Albuquerque approves stormwater fee to fund green infrastructure projects
Albuquerque put a stormwater fee on water bills to fund curb cuts, basins and park projects already reshaping Pueblo Alto, Mile Hi and the South Valley.

Albuquerque residents will soon pay a small stormwater charge on water bills, and city leaders say the money will go to projects designed to catch rain where it falls instead of letting it wash untreated toward the Rio Grande, which remains the metro’s drinking water supply. The new fund is meant to finance green stormwater infrastructure that can reduce flooding, filter pollutants and help replenish groundwater in neighborhoods that feel the impact of larger storms first.
The Albuquerque City Council approved the fee to create a dedicated, utility-style funding stream for future projects. For most households, the charge averages about $2 a month, is based on water use and includes discounts for low-income residents. The city said the fee is expected to appear on bills in August, tying the cost directly to a program officials say is necessary as the metro faces another extreme-drought year.

Some of the clearest examples are already visible on the ground. At Dolores Huerta Park, runoff is directed into a basin that feeds treatment, while at Mary Fox Park, landscaping and sidewalks were engineered to collect and clean water. In Pueblo Alto and Mile Hi, Albuquerque’s first neighborhood-scale green stormwater infrastructure project began construction in February 2026, with the goal of helping blocks where underground drainage can no longer handle larger storms. City planners say curb cuts and curb cores in the public right-of-way are voluntary tools that send street runoff into vegetated basins or swales, cutting ponding and putting the water to work on local plants.
The policy has been building for years. In 2024, the council adopted Ordinance O-2024-008 to add a definition of arid adapted green stormwater infrastructure to the Complete Streets ordinance and to include green stormwater infrastructure in city medians and landscape buffers. The city says its stormwater-quality work operates under an Environmental Protection Agency Phase I Municipal Separate Storm Sewer System permit, with river protection and cleaner stormwater among the program’s top priorities. That broader shift also lines up with the Albuquerque Bernalillo County Water Utility Authority’s Water 2120 strategy, which adds storm-water capture to a long-term plan to stretch supplies through wastewater reuse and aquifer storage and recovery.
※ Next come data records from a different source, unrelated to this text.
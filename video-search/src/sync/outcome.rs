//! Outcomes of applying an event to the indexes.

use std::fmt;
use std::sync::atomic::{AtomicU64, Ordering};

/// Result of a synchronizer operation that did not fail.
///
/// Discards are expected under out-of-order or redelivered events and are never errors: the
/// event is complete and its offset may be committed.
#[derive(Debug, Clone, Copy, PartialEq, Eq, Hash)]
pub enum SyncOutcome {
    /// The mutation was written.
    Applied,
    /// The target document does not exist.
    DiscardedMissing,
    /// The target video is unregistered.
    DiscardedTerminal,
    /// The event is older than the stored state.
    DiscardedStale,
}

impl SyncOutcome {
    pub fn is_applied(&self) -> bool {
        matches!(self, SyncOutcome::Applied)
    }

    pub fn as_str(&self) -> &'static str {
        match self {
            SyncOutcome::Applied => "applied",
            SyncOutcome::DiscardedMissing => "discarded_missing",
            SyncOutcome::DiscardedTerminal => "discarded_terminal",
            SyncOutcome::DiscardedStale => "discarded_stale",
        }
    }
}

impl fmt::Display for SyncOutcome {
    fn fmt(&self, f: &mut fmt::Formatter<'_>) -> fmt::Result {
        f.write_str(self.as_str())
    }
}

/// Running counters of synchronizer outcomes, shared across tasks.
#[derive(Debug, Default)]
pub struct SyncStats {
    applied: AtomicU64,
    discarded_missing: AtomicU64,
    discarded_terminal: AtomicU64,
    discarded_stale: AtomicU64,
}

/// Point-in-time copy of `SyncStats`.
#[derive(Debug, Clone, Copy, Default, PartialEq, Eq)]
pub struct SyncStatsSnapshot {
    pub applied: u64,
    pub discarded_missing: u64,
    pub discarded_terminal: u64,
    pub discarded_stale: u64,
}

impl SyncStatsSnapshot {
    pub fn discarded(&self) -> u64 {
        self.discarded_missing + self.discarded_terminal + self.discarded_stale
    }

    pub fn total(&self) -> u64 {
        self.applied + self.discarded()
    }
}

impl SyncStats {
    pub fn new() -> Self {
        Self::default()
    }

    pub fn record(&self, outcome: SyncOutcome) {
        let counter = match outcome {
            SyncOutcome::Applied => &self.applied,
            SyncOutcome::DiscardedMissing => &self.discarded_missing,
            SyncOutcome::DiscardedTerminal => &self.discarded_terminal,
            SyncOutcome::DiscardedStale => &self.discarded_stale,
        };
        counter.fetch_add(1, Ordering::Relaxed);
    }

    pub fn snapshot(&self) -> SyncStatsSnapshot {
        SyncStatsSnapshot {
            applied: self.applied.load(Ordering::Relaxed),
            discarded_missing: self.discarded_missing.load(Ordering::Relaxed),
            discarded_terminal: self.discarded_terminal.load(Ordering::Relaxed),
            discarded_stale: self.discarded_stale.load(Ordering::Relaxed),
        }
    }
}

#[cfg(test)]
mod tests {
    use super::*;

    #[test]
    fn test_stats_record_each_outcome() {
        let stats = SyncStats::new();
        stats.record(SyncOutcome::Applied);
        stats.record(SyncOutcome::Applied);
        stats.record(SyncOutcome::DiscardedStale);
        stats.record(SyncOutcome::DiscardedMissing);

        let snapshot = stats.snapshot();
        assert_eq!(snapshot.applied, 2);
        assert_eq!(snapshot.discarded_stale, 1);
        assert_eq!(snapshot.discarded_missing, 1);
        assert_eq!(snapshot.discarded_terminal, 0);
        assert_eq!(snapshot.discarded(), 2);
        assert_eq!(snapshot.total(), 4);
    }
}
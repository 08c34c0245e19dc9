//! Document store error types.

use thiserror::Error;

/// Unified errors from document store operations.
///
/// Used by the `DocumentStore` trait and every backend implementing it. Backend failures
/// (connection, unexpected responses) and store-level conditions (missing or conflicting
/// documents) share this type so callers can branch on them without knowing the backend.
#[derive(Debug, Clone, Error)]
pub enum DocumentStoreError {
    /// Validation error (e.g., unknown index, malformed document).
    #[error("Validation error: {0}")]
    ValidationError(String),

    /// Failed to establish connection to the store backend.
    #[error("Connection error: {0}")]
    ConnectionError(String),

    /// Failed to create or configure an index.
    #[error("Index creation error: {0}")]
    IndexCreationError(String),

    /// Failed to read a document.
    #[error("Get error: {0}")]
    GetError(String),

    /// Failed to write a document.
    #[error("Write error: {0}")]
    WriteError(String),

    /// Failed to run a query.
    #[error("Query error: {0}")]
    QueryError(String),

    /// Failed to parse response from the store backend.
    #[error("Parse error: {0}")]
    ParseError(String),

    /// Failed to serialize data for the store backend.
    #[error("Serialization error: {0}")]
    SerializationError(String),

    /// Document not found.
    #[error("Document not found: {0}")]
    DocumentNotFound(String),

    /// Insert-only create hit an existing document.
    #[error("Document already exists: {0}")]
    DocumentExists(String),

    /// Unknown error.
    #[error("Unknown error: {0}")]
    Unknown(String),
}

impl DocumentStoreError {
    /// Create a validation error.
    pub fn validation(msg: impl Into<String>) -> Self {
        Self::ValidationError(msg.into())
    }

    /// Create a connection error.
    pub fn connection(msg: impl Into<String>) -> Self {
        Self::ConnectionError(msg.into())
    }

    /// Create an index creation error.
    pub fn index_creation(msg: impl Into<String>) -> Self {
        Self::IndexCreationError(msg.into())
    }

    /// Create a get error.
    pub fn get(msg: impl Into<String>) -> Self {
        Self::GetError(msg.into())
    }

    /// Create a write error.
    pub fn write(msg: impl Into<String>) -> Self {
        Self::WriteError(msg.into())
    }

    /// Create a query error.
    pub fn query(msg: impl Into<String>) -> Self {
        Self::QueryError(msg.into())
    }

    /// Create a parse error.
    pub fn parse(msg: impl Into<String>) -> Self {
        Self::ParseError(msg.into())
    }

    /// Create a serialization error.
    pub fn serialization(msg: impl Into<String>) -> Self {
        Self::SerializationError(msg.into())
    }

    /// Create a document not found error.
    pub fn document_not_found(index: &str, id: &str) -> Self {
        Self::DocumentNotFound(format!("index={}, id={}", index, id))
    }

    /// Create a document exists error.
    pub fn document_exists(index: &str, id: &str) -> Self {
        Self::DocumentExists(format!("index={}, id={}", index, id))
    }

    /// Create an unknown error.
    pub fn unknown(msg: impl Into<String>) -> Self {
        Self::Unknown(msg.into())
    }

    /// Returns true if an insert-only create lost against an existing document.
    pub fn is_conflict(&self) -> bool {
        matches!(self, Self::DocumentExists(_))
    }

    /// Returns true if the target document does not exist.
    pub fn is_not_found(&self) -> bool {
        matches!(self, Self::DocumentNotFound(_))
    }
}
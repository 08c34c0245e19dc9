//! Kafka consumer implementation for the video search indexer.
//!
//! Consumes JSON event envelopes from Kafka topics and forwards them to the orchestrator in
//! batches. Offsets are committed only once the orchestrator acknowledges a batch. A rejected
//! batch rewinds its partitions so the messages are consumed again.

use async_trait::async_trait;
use rdkafka::{
    config::ClientConfig,
    consumer::{CommitMode, Consumer as _, StreamConsumer},
    message::{BorrowedMessage, Message as KafkaMessage},
    Offset, TopicPartitionList,
};
use std::time::Duration;
use tokio::sync::{broadcast, mpsc};
use tracing::{debug, error, info, instrument, warn};

use crate::consumer::messages::{IndexEvent, StreamMessage};
use crate::consumer::redelivery::{earliest_offsets, AckAction, BatchTracker, MessageOffset};
use crate::errors::IngestError;
use crate::orchestrator::Consumer;

/// Default topic carrying video and creator events.
pub const DEFAULT_EVENTS_TOPIC: &str = "video-search.events";

/// Default batch size for Kafka message batching.
const DEFAULT_BATCH_SIZE: usize = 50;

/// Default batch timeout in milliseconds.
const DEFAULT_BATCH_TIMEOUT_MS: u64 = 1000;

/// Timeout for seeking a partition back after a rejected batch.
const SEEK_TIMEOUT: Duration = Duration::from_secs(10);

/// Kafka consumer for index events.
pub struct KafkaConsumer {
    consumer: StreamConsumer,
    topics: Vec<String>,
    batch_size: usize,
    batch_timeout: Duration,
}

impl KafkaConsumer {
    /// Create a new Kafka consumer.
    ///
    /// # Arguments
    ///
    /// * `brokers` - Kafka broker addresses (comma-separated)
    /// * `group_id` - Consumer group ID
    /// * `topics` - Topics to subscribe to
    pub fn new(brokers: &str, group_id: &str, topics: Vec<String>) -> Result<Self, IngestError> {
        Self::with_batch_config(
            brokers,
            group_id,
            topics,
            DEFAULT_BATCH_SIZE,
            DEFAULT_BATCH_TIMEOUT_MS,
        )
    }

    /// Create a new Kafka consumer with custom batch configuration.
    ///
    /// # Arguments
    ///
    /// * `brokers` - Kafka broker addresses (comma-separated)
    /// * `group_id` - Consumer group ID
    /// * `topics` - Topics to subscribe to
    /// * `batch_size` - Number of messages to batch before sending
    /// * `batch_timeout_ms` - Maximum time to wait before flushing a partial batch (milliseconds)
    pub fn with_batch_config(
        brokers: &str,
        group_id: &str,
        topics: Vec<String>,
        batch_size: usize,
        batch_timeout_ms: u64,
    ) -> Result<Self, IngestError> {
        let consumer: StreamConsumer = ClientConfig::new()
            .set("bootstrap.servers", brokers)
            .set("group.id", group_id)
            .set("enable.auto.commit", "false")
            .set("auto.offset.reset", "earliest")
            .set("session.timeout.ms", "6000")
            .create()
            .map_err(|e| IngestError::kafka(e.to_string()))?;

        let topics = if topics.is_empty() {
            vec![DEFAULT_EVENTS_TOPIC.to_string()]
        } else {
            topics
        };

        info!(
            brokers = %brokers,
            group_id = %group_id,
            topics = ?topics,
            batch_size = batch_size,
            batch_timeout_ms = batch_timeout_ms,
            "Created Kafka consumer with batching"
        );

        Ok(Self {
            consumer,
            topics,
            batch_size: batch_size.max(1),
            batch_timeout: Duration::from_millis(batch_timeout_ms),
        })
    }

    /// Flush the pending batch to the orchestrator.
    ///
    /// Offsets of messages that carried no usable event travel with the batch so they are
    /// committed in order with it.
    async fn flush_batch(
        &self,
        events: &mut Vec<IndexEvent>,
        offsets: &mut Vec<MessageOffset>,
        tracker: &mut BatchTracker,
        sender: &mpsc::Sender<StreamMessage>,
    ) -> Result<(), IngestError> {
        if offsets.is_empty() {
            return Ok(());
        }

        info!(
            event_count = events.len(),
            offset_count = offsets.len(),
            "Sending batch of events to processor"
        );
        let offsets = std::mem::take(offsets);
        tracker.sent(offsets.clone());
        sender
            .send(StreamMessage::Events {
                events: std::mem::take(events),
                offsets,
            })
            .await
            .map_err(|e| IngestError::channel(e.to_string()))
    }

    /// Seek partitions back so their uncommitted messages are consumed again.
    fn rewind(&self, positions: &[MessageOffset]) -> Result<(), IngestError> {
        for (topic, partition, offset) in positions {
            self.consumer
                .seek(topic, *partition, Offset::Offset(*offset), SEEK_TIMEOUT)
                .map_err(|e| IngestError::kafka(e.to_string()))?;
            warn!(
                topic = %topic,
                partition = partition,
                offset = offset,
                "Rewound partition for redelivery"
            );
        }
        Ok(())
    }

    /// Commit offsets for a batch of messages.
    fn commit_offsets(&self, offsets: &[MessageOffset]) -> Result<(), IngestError> {
        if offsets.is_empty() {
            return Ok(());
        }

        let mut tpl = TopicPartitionList::new();
        for (topic, partition, offset) in offsets {
            tpl.add_partition_offset(topic, *partition, Offset::Offset(offset + 1))
                .map_err(|e| IngestError::kafka(e.to_string()))?;
        }

        self.consumer
            .commit(&tpl, CommitMode::Async)
            .map_err(|e| IngestError::kafka(e.to_string()))?;

        Ok(())
    }

    /// Decode a Kafka message into an event. Undecodable messages are logged and yield `None`.
    fn parse_message(&self, msg: &BorrowedMessage<'_>) -> Option<IndexEvent> {
        let payload = match msg.payload() {
            Some(p) => p,
            None => {
                debug!(
                    topic = %msg.topic(),
                    partition = msg.partition(),
                    offset = msg.offset(),
                    "Received message with empty payload"
                );
                return None;
            }
        };

        match IndexEvent::decode(payload) {
            Ok(event) => {
                debug!(
                    pattern = event.pattern(),
                    target_id = %event.target_id(),
                    "Decoded event"
                );
                Some(event)
            }
            Err(e) => {
                warn!(
                    topic = %msg.topic(),
                    partition = msg.partition(),
                    offset = msg.offset(),
                    error = %e,
                    "Skipping undecodable message"
                );
                None
            }
        }
    }
}

#[async_trait]
impl Consumer for KafkaConsumer {
    /// Subscribe to configured topics.
    fn subscribe(&self) -> Result<(), IngestError> {
        let topics: Vec<&str> = self.topics.iter().map(|s| s.as_str()).collect();
        self.consumer
            .subscribe(&topics)
            .map_err(|e| IngestError::kafka(e.to_string()))?;

        info!(topics = ?self.topics, "Subscribed to Kafka topics");
        Ok(())
    }

    /// Start consuming messages and send them through the channel in batches.
    #[instrument(skip(self, sender, ack_receiver, shutdown))]
    async fn run(
        &self,
        sender: mpsc::Sender<StreamMessage>,
        mut ack_receiver: mpsc::Receiver<StreamMessage>,
        mut shutdown: broadcast::Receiver<()>,
    ) -> Result<(), IngestError> {
        use futures::StreamExt;

        let mut message_stream = self.consumer.stream();
        let mut events: Vec<IndexEvent> = Vec::with_capacity(self.batch_size);
        let mut pending_offsets: Vec<MessageOffset> = Vec::with_capacity(self.batch_size);
        let mut tracker = BatchTracker::new();
        let mut flush_timer = tokio::time::interval(self.batch_timeout);
        flush_timer.set_missed_tick_behavior(tokio::time::MissedTickBehavior::Skip);
        // Skip the first tick immediately
        flush_timer.tick().await;

        loop {
            tokio::select! {
                _ = shutdown.recv() => {
                    info!("Consumer received shutdown signal");
                    // Pending messages are not committed and will be re-read on restart
                    let _ = sender.send(StreamMessage::End).await;
                    break;
                }
                ack_msg = ack_receiver.recv() => {
                    match ack_msg {
                        Some(StreamMessage::Acknowledgment { offsets, success, error }) => {
                            match tracker.acknowledge(success) {
                                AckAction::Commit(committed) => {
                                    if let Err(e) = self.commit_offsets(&committed) {
                                        error!(error = %e, "Failed to commit offsets after acknowledgment");
                                    } else {
                                        debug!(offset_count = committed.len(), "Committed offsets after successful processing");
                                    }
                                }
                                AckAction::Rewind(positions) => {
                                    error!(
                                        offset_count = offsets.len(),
                                        error = error.as_deref().unwrap_or("Unknown error"),
                                        "Not committing offsets due to processing failure"
                                    );
                                    // Buffered messages come after the rewound positions
                                    let positions = earliest_offsets([
                                        positions.as_slice(),
                                        pending_offsets.as_slice(),
                                    ]);
                                    events.clear();
                                    pending_offsets.clear();
                                    self.rewind(&positions)?;
                                }
                                AckAction::Ignore => {
                                    debug!(
                                        offset_count = offsets.len(),
                                        "Ignoring acknowledgment of a batch pending redelivery"
                                    );
                                }
                            }
                        }
                        Some(StreamMessage::End) | None => {
                            info!("Acknowledgment channel closed");
                            break;
                        }
                        _ => {}
                    }
                }
                message = message_stream.next() => {
                    match message {
                        Some(Ok(msg)) => {
                            debug!(
                                topic = %msg.topic(),
                                partition = msg.partition(),
                                offset = msg.offset(),
                                "Received message from Kafka"
                            );
                            if let Some(event) = self.parse_message(&msg) {
                                events.push(event);
                            }
                            pending_offsets.push((msg.topic().to_string(), msg.partition(), msg.offset()));

                            if pending_offsets.len() >= self.batch_size {
                                self.flush_batch(&mut events, &mut pending_offsets, &mut tracker, &sender).await?;
                            }
                        }
                        Some(Err(e)) => {
                            error!(error = %e, "Kafka error");
                            let _ = sender.send(StreamMessage::Error(e.to_string())).await;
                        }
                        None => {
                            info!("Kafka stream ended");
                            self.flush_batch(&mut events, &mut pending_offsets, &mut tracker, &sender).await?;
                            let _ = sender.send(StreamMessage::End).await;
                            break;
                        }
                    }
                }
                _ = flush_timer.tick() => {
                    if !pending_offsets.is_empty() {
                        debug!(count = pending_offsets.len(), "Flushing batch due to timeout");
                        self.flush_batch(&mut events, &mut pending_offsets, &mut tracker, &sender).await?;
                    }
                }
            }
        }

        Ok(())
    }
}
The regional picture is widening as well. In the South Valley, Bernalillo County approved $184,818 on April 14, 2026, for Phase 3 improvements at Dolores Huerta Gateway Park, and county standards for green stormwater infrastructure now point to the arid Middle Rio Grande Valley, not just a single city project. For residents watching street flooding, park runoff and river health block by block, the new fee is now tied to a concrete set of places where the benefits are supposed to show up first.